**What is being asked**. When a line in the material beneath includes the word "false", add it to the count, and report the count alone.

━━━━━━━━

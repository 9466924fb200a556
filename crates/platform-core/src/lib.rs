//! obscap platform core contracts.
//!
//! This crate contains cross-platform display and permission data structures
//! used by the capture engine and platform crates without coupling to a
//! concrete OS backend.

use std::convert::Infallible;
use std::fmt;
use std::str::FromStr;

use serde::{Deserialize, Serialize};

/// Identifier of a capturable display.
///
/// Engines identify displays either by position (`0`, `1`, ...) or by an
/// output name (`"DP-1"`, `"Capture screen 0"`).
#[derive(Debug, Clone, PartialEq, Eq, Hash, Serialize, Deserialize)]
#[serde(untagged)]
pub enum DisplayId {
    Index(u32),
    Name(String),
}

impl fmt::Display for DisplayId {
    fn fmt(&self, f: &mut fmt::Formatter<'_>) -> fmt::Result {
        match self {
            Self::Index(idx) => write!(f, "{idx}"),
            Self::Name(name) => f.write_str(name),
        }
    }
}

impl FromStr for DisplayId {
    type Err = Infallible;

    /// Numeric strings become [`DisplayId::Index`], anything else a name.
    fn from_str(s: &str) -> Result<Self, Self::Err> {
        let trimmed = s.trim();
        Ok(match trimmed.parse::<u32>() {
            Ok(idx) => Self::Index(idx),
            Err(_) => Self::Name(trimmed.to_string()),
        })
    }
}

impl From<u32> for DisplayId {
    fn from(idx: u32) -> Self {
        Self::Index(idx)
    }
}

impl From<&str> for DisplayId {
    fn from(name: &str) -> Self {
        Self::Name(name.to_string())
    }
}

/// Snapshot of one capturable display as reported by the engine.
#[derive(Debug, Clone, PartialEq, Serialize, Deserialize)]
pub struct DisplayDescriptor {
    /// Engine identifier.
    pub id: DisplayId,
    /// Human-readable name.
    pub label: String,
    /// Resolution in physical pixels.
    pub width: u32,
    pub height: u32,
    /// Position in the virtual desktop (pixels).
    pub x: i32,
    pub y: i32,
    /// Whether this display is primary.
    pub primary: bool,
}

impl DisplayDescriptor {
    /// Bounds formatted as `WIDTHxHEIGHT`.
    pub fn bounds(&self) -> String {
        format!("{}x{}", self.width, self.height)
    }
}

/// Screen-recording permission as reported by the OS.
#[derive(Debug, Clone, Copy, PartialEq, Eq, Hash, Serialize, Deserialize)]
#[serde(rename_all = "snake_case")]
pub enum PermissionStatus {
    Granted,
    Denied,
    NotDetermined,
    /// The platform has no screen-recording permission model.
    NotApplicable,
}

impl PermissionStatus {
    /// Whether capture may proceed under this status.
    pub fn allows_capture(self) -> bool {
        matches!(self, Self::Granted | Self::NotApplicable)
    }
}

impl fmt::Display for PermissionStatus {
    fn fmt(&self, f: &mut fmt::Formatter<'_>) -> fmt::Result {
        let label = match self {
            Self::Granted => "granted",
            Self::Denied => "denied",
            Self::NotDetermined => "not determined",
            Self::NotApplicable => "not applicable",
        };
        f.write_str(label)
    }
}

/// Display server / platform family used for capture.
#[derive(Debug, Clone, Copy, PartialEq, Eq, Hash, Serialize, Deserialize, Default)]
#[serde(rename_all = "snake_case")]
pub enum DisplayServer {
    Wayland,
    X11,
    Windows,
    MacOS,
    #[default]
    Unknown,
}

/// Reorder displays so that primary displays come first.
///
/// The sort is stable: displays keep their engine-reported order otherwise.
pub fn order_primary_first(displays: &mut [DisplayDescriptor]) {
    displays.sort_by_key(|d| !d.primary);
}

#[cfg(test)]
mod tests {
    use super::*;

    fn display(id: DisplayId, primary: bool) -> DisplayDescriptor {
        DisplayDescriptor {
            label: id.to_string(),
            id,
            width: 1920,
            height: 1080,
            x: 0,
            y: 0,
            primary,
        }
    }

    #[test]
    fn primary_display_moves_to_front_preserving_order() {
        let mut displays = vec![
            display(DisplayId::Index(0), false),
            display(DisplayId::Index(1), false),
            display(DisplayId::Index(2), true),
            display(DisplayId::Index(3), false),
        ];
        order_primary_first(&mut displays);

        let ids: Vec<_> = displays.iter().map(|d| d.id.clone()).collect();
        assert_eq!(
            ids,
            vec![
                DisplayId::Index(2),
                DisplayId::Index(0),
                DisplayId::Index(1),
                DisplayId::Index(3)
            ]
        );
    }

    #[test]
    fn display_id_parses_numbers_as_indices() {
        assert_eq!("0".parse::<DisplayId>(), Ok(DisplayId::Index(0)));
        assert_eq!(" 12 ".parse::<DisplayId>(), Ok(DisplayId::Index(12)));
        assert_eq!(
            "DP-1".parse::<DisplayId>(),
            Ok(DisplayId::Name("DP-1".to_string()))
        );
    }

    #[test]
    fn display_id_serializes_untagged() {
        let json = serde_json::to_string(&vec![DisplayId::Index(0), DisplayId::from("HDMI-1")])
            .unwrap();
        assert_eq!(json, r#"[0,"HDMI-1"]"#);
    }

    #[test]
    fn permission_gate() {
        assert!(PermissionStatus::Granted.allows_capture());
        assert!(PermissionStatus::NotApplicable.allows_capture());
        assert!(!PermissionStatus::Denied.allows_capture());
        assert!(!PermissionStatus::NotDetermined.allows_capture());
    }
}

━━━━━━━━

**Reply to the task**. 3